So I have been in touch with a few old friends from high school. Most of this has been through email and Facebook although there are talks of lunches etc. It is so nice to catch up with them. In my mind, I still see them the way they were our senior year. If they ask to see a current picture of me, I send most of them the picture taken right before I started treatment. I was fairly thin with long red, blonde hair etc. Not to far removed from the way I looked 20 years ago - just updated and older. I don't think I look "bad" now but I am at point where people who see me can't tell I have been sick. They look at me and say why did she cut off all that wonderful hair and why did she gain so much weight. (Even the guy checking my ID and boarding pass at the airport commented about me cutting all my hair off!) UGH!!!!

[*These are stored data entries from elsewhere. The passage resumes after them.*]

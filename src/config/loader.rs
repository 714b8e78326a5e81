//! Configuration loading functionality.
//!
//! This module provides the [`ConfigLoader`] type for loading payroll policy
//! from YAML files.

use std::fs;
use std::path::Path;

use serde::Deserialize;
use tracing::debug;

use crate::error::{EngineError, EngineResult};
use crate::models::CustomHoliday;

use super::types::SystemConfig;

/// Holiday calendar file structure.
#[derive(Debug, Clone, Deserialize)]
struct HolidaysFile {
    #[serde(default)]
    holidays: Vec<CustomHoliday>,
}

/// Loads and provides access to payroll policy.
///
/// # Directory Structure
///
/// ```text
/// config/default/
/// ├── system.yaml    # Multipliers, weekly holidays, late policy, standard hours
/// └── holidays.yaml  # Optional custom holiday calendar
/// ```
///
/// Holidays listed in `holidays.yaml` are appended after any
/// `custom_holidays` already present in `system.yaml`, so on a duplicate date
/// the entry from `system.yaml` wins.
///
/// # Example
///
/// ```no_run
/// use payroll_engine::config::ConfigLoader;
///
/// let loader = ConfigLoader::load("./config/default")?;
/// println!("Normal OT multiplier: {}", loader.config().ot_multiplier);
/// # Ok::<(), payroll_engine::error::EngineError>(())
/// ```
#[derive(Debug, Clone)]
pub struct ConfigLoader {
    config: SystemConfig,
}

impl ConfigLoader {
    /// Loads configuration from the specified directory.
    ///
    /// # Returns
    ///
    /// Returns a `ConfigLoader` on success, or an error if:
    /// - `system.yaml` is missing
    /// - either file contains invalid YAML
    /// - a value fails [`SystemConfig::validate`]
    pub fn load<P: AsRef<Path>>(path: P) -> EngineResult<Self> {
        let path = path.as_ref();

        let mut config = Self::load_yaml::<SystemConfig>(&path.join("system.yaml"))?;

        let holidays_path = path.join("holidays.yaml");
        if holidays_path.exists() {
            let calendar = Self::load_yaml::<HolidaysFile>(&holidays_path)?;
            debug!(
                path = %holidays_path.display(),
                count = calendar.holidays.len(),
                "Loaded holiday calendar"
            );
            config.custom_holidays.extend(calendar.holidays);
        }

        config.validate()?;

        Ok(Self { config })
    }

    /// Wraps an already-resolved configuration after validating it.
    pub fn from_config(config: SystemConfig) -> EngineResult<Self> {
        config.validate()?;
        Ok(Self { config })
    }

    /// Loads and parses a YAML file.
    fn load_yaml<T: serde::de::DeserializeOwned>(path: &Path) -> EngineResult<T> {
        let path_str = path.display().to_string();

        let content = fs::read_to_string(path).map_err(|_| EngineError::ConfigNotFound {
            path: path_str.clone(),
        })?;

        serde_yaml::from_str(&content).map_err(|e| EngineError::ConfigParseError {
            path: path_str,
            message: e.to_string(),
        })
    }

    /// Returns the loaded configuration.
    pub fn config(&self) -> &SystemConfig {
        &self.config
    }

    /// Consumes the loader, returning the configuration.
    pub fn into_config(self) -> SystemConfig {
        self.config
    }
}

#[cfg(test)]
mod tests {
    use super::*;
    use crate::config::LateDeductionType;
    use chrono::{NaiveDate, NaiveTime};
    use rust_decimal::Decimal;
    use std::path::PathBuf;

    fn config_path() -> &'static str {
        "./config/default"
    }

    fn temp_config_dir(name: &str, system: &str, holidays: Option<&str>) -> PathBuf {
        let dir = std::env::temp_dir().join(format!(
            "payroll_engine_{}_{}",
            name,
            std::process::id()
        ));
        fs::create_dir_all(&dir).unwrap();
        fs::write(dir.join("system.yaml"), system).unwrap();
        if let Some(holidays) = holidays {
            fs::write(dir.join("holidays.yaml"), holidays).unwrap();
        }
        dir
    }

    #[test]
    fn test_load_default_configuration() {
        let result = ConfigLoader::load(config_path());
        assert!(result.is_ok(), "Failed to load config: {:?}", result.err());

        let config = result.unwrap().into_config();
        assert_eq!(config.ot_multiplier, Decimal::new(15, 1));
        assert_eq!(config.ot_multiplier_holiday, Decimal::new(3, 0));
        assert_eq!(config.weekly_holidays, vec![0, 6]);
        assert_eq!(config.late_deduction_type, LateDeductionType::ProRated);
        assert_eq!(
            config.standard_check_in,
            NaiveTime::from_hms_opt(9, 0, 0).unwrap()
        );
    }

    #[test]
    fn test_default_holiday_calendar_is_loaded() {
        let loader = ConfigLoader::load(config_path()).unwrap();
        let new_year = NaiveDate::from_ymd_opt(2026, 1, 1).unwrap();

        assert!(
            loader
                .config()
                .custom_holidays
                .iter()
                .any(|h| h.date == new_year)
        );
    }

    #[test]
    fn test_load_missing_directory_returns_error() {
        let result = ConfigLoader::load("/nonexistent/path");

        match result {
            Err(EngineError::ConfigNotFound { path }) => {
                assert!(path.contains("system.yaml"));
            }
            _ => panic!("Expected ConfigNotFound error"),
        }
    }

    #[test]
    fn test_missing_holidays_file_is_optional() {
        let dir = temp_config_dir("no_holidays", "ot_multiplier: 2.0\n", None);
        let config = ConfigLoader::load(&dir).unwrap().into_config();

        assert_eq!(config.ot_multiplier, Decimal::new(2, 0));
        assert!(config.custom_holidays.is_empty());
        fs::remove_dir_all(dir).ok();
    }

    #[test]
    fn test_holidays_appended_after_system_list() {
        let system = r#"
custom_holidays:
  - date: "2026-05-01"
    name: "Labour Day (system)"
"#;
        let holidays = r#"
holidays:
  - date: "2026-05-01"
    name: "Labour Day (calendar)"
  - date: "2026-12-10"
    name: "Constitution Day"
    ot_multiplier: 4.0
"#;
        let dir = temp_config_dir("append", system, Some(holidays));
        let config = ConfigLoader::load(&dir).unwrap().into_config();

        assert_eq!(config.custom_holidays.len(), 3);
        assert_eq!(config.custom_holidays[0].name, "Labour Day (system)");
        assert_eq!(config.custom_holidays[2].ot_multiplier, Decimal::new(4, 0));
        fs::remove_dir_all(dir).ok();
    }

    #[test]
    fn test_invalid_yaml_returns_parse_error() {
        let dir = temp_config_dir("bad_yaml", "ot_multiplier: [not, a, number\n", None);
        let result = ConfigLoader::load(&dir);

        assert!(matches!(result, Err(EngineError::ConfigParseError { .. })));
        fs::remove_dir_all(dir).ok();
    }

    #[test]
    fn test_out_of_range_value_fails_validation() {
        let dir = temp_config_dir("bad_weekday", "weekly_holidays: [0, 9]\n", None);
        let result = ConfigLoader::load(&dir);

        assert!(matches!(result, Err(EngineError::InvalidConfig { .. })));
        fs::remove_dir_all(dir).ok();
    }

    #[test]
    fn test_from_config_validates() {
        let config = SystemConfig {
            weekly_holidays: vec![8],
            ..Default::default()
        };
        assert!(ConfigLoader::from_config(config).is_err());
        assert!(ConfigLoader::from_config(SystemConfig::default()).is_ok());
    }
}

People who have been through the journey with me know that I look a heck of alot better now than a year ago. And most of the time I really don't care what people think of me. Cancer taught me to let go of that. But this group of people is different. I know I shouldn't worry about what old high school friends think but remember how important appearance was in high school? I think I still attach this thought process to some of my old friends. Shallow? Maybe. We always want to impress those who knew us back then. I don't care what they look like but stress about what their response to me will be.
The fact is that almost two years ago I didn't know if I would be around to reconnect with high school buddies. So I should be thankful (and they should be thankful too) that I am even here to make the connection.